Figure 3.

The effects of integrin engagement are distributed across the actin network. Jurkat T cells were allowed to interact with mixed-mobility surfaces bearing patterns of immobilized VCAM-1, surrounded by planar bilayers coated with anti-CD3 and imaged for 4 min. Pattern (A) has 1 µm diameter spots with center-to-center distance of 3 µm. Patterns (B,C) have 2 µm diameter spots with center-to-center distances of 4 and 5 µm, respectively. (D) Actin flow rates were assessed within the lamellipodial region, choosing areas that overlie the immobile spots (on pattern, yellow dashed lines) or bypass them completely (off pattern, blue dashed lines).
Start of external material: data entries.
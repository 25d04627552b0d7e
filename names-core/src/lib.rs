//! Archetype-driven procedural name generation.
//!
//! This crate synthesizes new, plausible-sounding names from small seed
//! lists, including:
//! - Character-transition models learned from a corpus
//! - Weighted sampling with bounded retries and fallback synthesis
//! - Phonetic plausibility and novelty filters
//! - Template-based robot designations
//!
//! The entry point is [`NameGenerator`]; the other modules are exposed for
//! hosts that want to assemble their own pipeline.

/// Archetype profiles and the label → profile catalog.
pub mod archetype;

/// Generator settings and length bounds.
pub mod config;

/// Built-in seed name lists and the `Corpus` type.
pub mod corpus;

/// Template-based mechanical designations.
pub mod designation;

/// Error type shared by the strict APIs.
pub mod error;

/// The archetype orchestrator.
pub mod generator;

/// Transition models and sampling.
pub mod model;

/// Near-copy detection.
pub mod novelty;

/// Vowel/consonant run heuristics.
pub mod phonetics;

/// I/O utilities (file loading, path helpers).
///
/// Not exposed
pub(crate) mod io;

pub use archetype::{ArchetypeCatalog, ArchetypeKind, ArchetypeProfile};
pub use config::{GeneratorConfig, LengthBounds, MAX_NAME_LENGTH, NameOptions};
pub use corpus::Corpus;
pub use designation::generate_code;
pub use error::{NameError, NameResult};
pub use generator::NameGenerator;
pub use novelty::is_too_similar;
pub use phonetics::is_plausible;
The red dashed line marks the actin flow on bilayers coated with anti-CD3. (E) Jurkat T cells were allowed to interact with surfaces patterned with bars of immobilized VCAM-1 (1 µm wide, 5 µm center-to-center), surrounded by planar bilayers coated with anti-CD3 and imaged for 4 min. (F) Actin flow rates were assessed within the lamellipodial region, choosing areas overlying the immobile bars (on pattern, yellow dashed lines), bypass them completely (off pattern, blue dashed lines) or where the free edge of the lamellipodium lies between bars (outside pattern, white dashed line). The red dashed line marks actin flow for cells spread on bilayers coated with anti-CD3. (G) Measurements of actin velocity were made parallel to the bars in the space between two bars. Mean ± SD is calculated for measurements made in 20–40 cells for each condition, *p < 0.05, ***p < 0.001. Scale bars = 10 µm.